All 5 books, Edward Tufte paperback $180
All 5 clothbound books, autographed by ET $280
Visual Display of Quantitative Information
Envisioning Information
Visual Explanations
Beautiful Evidence
Seeing With Fresh Eyes
catalog + shopping cart
Edward Tufte e-books
Immediate download to any computer:
Visual and Statistical Thinking $5
The Cognitive Style of Powerpoint $5
Seeing Around + Feynman Diagrams $5
Data Analysis for Politics and Policy $9
catalog + shopping cart
New ET Book
Seeing with Fresh Eyes:
Meaning, Space, Data, Truth
catalog + shopping cart
Analyzing/Presenting Data/Information
All 5 books + 4-hour ET online video course, keyed to the 5 books.
Archival methods for rare books and map

Professor,

In reading about the development of your personal collection of books, charts, maps, art, and other media for the display of information, I wonder if you would share your opinions and perhaps recommendations on the storage of archival materials. Books are the least of the problem for me - bookshelves work fine. Large quantities of flat materials, of all different sizes and materials, however, present a problem for me. Do you employ plain or "flat file" cabinets? Do you invest in climate/humidity control? Of course the answers vary with the material being stored - is there a seminal book on how to store such materials? I'm sure your collection dwarfs my own - what's your approach to managing your materials?

-- Bill Heggie (email)


Response to Archival Methods

The phrases to search in Google are "book conservation," "paper conservation," "archival," or "library archival." There are catalogs of archival storage materials; try the company Light Impressions.

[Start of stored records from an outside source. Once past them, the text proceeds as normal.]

//! Back-stack navigation for Trellis component trees.
//!
//! A [`Router`] owns an ordered, never-empty sequence of configuration
//! slots, materializes child components against them, and drives each
//! child's lifecycle relative to the owning component's. Push, pop,
//! replace and bring-to-front are synchronous and emit exactly one new
//! [`RouterState`] each; retention across a forced host teardown is wired
//! through the parent context's state and instance keepers.

pub mod router;
pub mod stack;

pub use router::Router;
pub use stack::{BackStackEntry, Configuration, PersistedEntry, PersistedStack, RouterState};

use std::rc::Rc;

use trellis_core::codec::ConfigurationCodec;
use trellis_core::context::ComponentContext;
use trellis_core::error::TrellisError;

/// Child-router factory on [`ComponentContext`], the composition contract's
/// fourth capability.
pub trait ChildRouterExt {
    /// Creates a router scoped under `key` in this context's keepers. Keys
    /// must be unique within one context.
    fn router<C, T>(
        &self,
        key: &str,
        initial: impl FnOnce() -> Vec<C>,
        factory: impl Fn(C, ComponentContext) -> T + 'static,
    ) -> Result<Router<C, T>, TrellisError>
    where
        C: Configuration,
        T: 'static;

    /// Same as [`router`], with an explicit configuration codec.
    ///
    /// [`router`]: ChildRouterExt::router
    fn router_with_codec<C, T>(
        &self,
        key: &str,
        codec: Rc<dyn ConfigurationCodec<C>>,
        initial: impl FnOnce() -> Vec<C>,
        factory: impl Fn(C, ComponentContext) -> T + 'static,
    ) -> Result<Router<C, T>, TrellisError>
    where
        C: Configuration,
        T: 'static;
}

impl ChildRouterExt for ComponentContext {
    fn router<C, T>(
        &self,
        key: &str,
        initial: impl FnOnce() -> Vec<C>,
        factory: impl Fn(C, ComponentContext) -> T + 'static,
    ) -> Result<Router<C, T>, TrellisError>
    where
        C: Configuration,
        T: 'static,
    {
        Router::new(self, key, initial, factory)
    }

    fn router_with_codec<C, T>(
        &self,
        key: &str,
        codec: Rc<dyn ConfigurationCodec<C>>,
        initial: impl FnOnce() -> Vec<C>,
        factory: impl Fn(C, ComponentContext) -> T + 'static,
    ) -> Result<Router<C, T>, TrellisError>
    where
        C: Configuration,
        T: 'static,
    {
        Router::with_codec(self, key, codec, initial, factory)
    }
}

The people who deal with your concerns professionally are rare book dealers and libraries. See what they do. Rare book libraries try to maintain 72 degrees temperature and 50% relative humidity the year round. Light also affects paper and color; nothing ever in direct sunlight obviously. Never allow fluids near the materials; no fluids anywhere on a surface with valuable items.

Very valuable items should be kept locked up; rare book dealers and collectors sometimes use bank vaults. According to rare book dealers and librarians, a stolen rare book is difficult to sell in the rather small world of collectors, dealers, and auction houses; thus insiders or crazed collectors are probably the most likely threat to walk off with something.

Fires are a disaster; several biographies of artists and designers have chapters with titles like "After the Fire." Another problem with fire is the water used to dowse the fire; imagine the damage if someday the volunteer fire department came charging in, water-hoses flowing wild. Or if a sprinkler system went off. Rare book dealers use locked fireproof cabinets (very heavy) and keep the books in sealed waterproof archival plastic bags. High-end rare book libraries use gas-type fire extinguishing to drive out the oxygen feeding the fire and thus avoid water damage.

You may wish to insure really valuable materials. Thankfully any particular rare book (even if very scarce) is likely to turn up at auction houses or dealers at least once every few years; books are replaceable.

Flatfiles are very useful; place materials between pH-neutral paper and in archival plastic bags.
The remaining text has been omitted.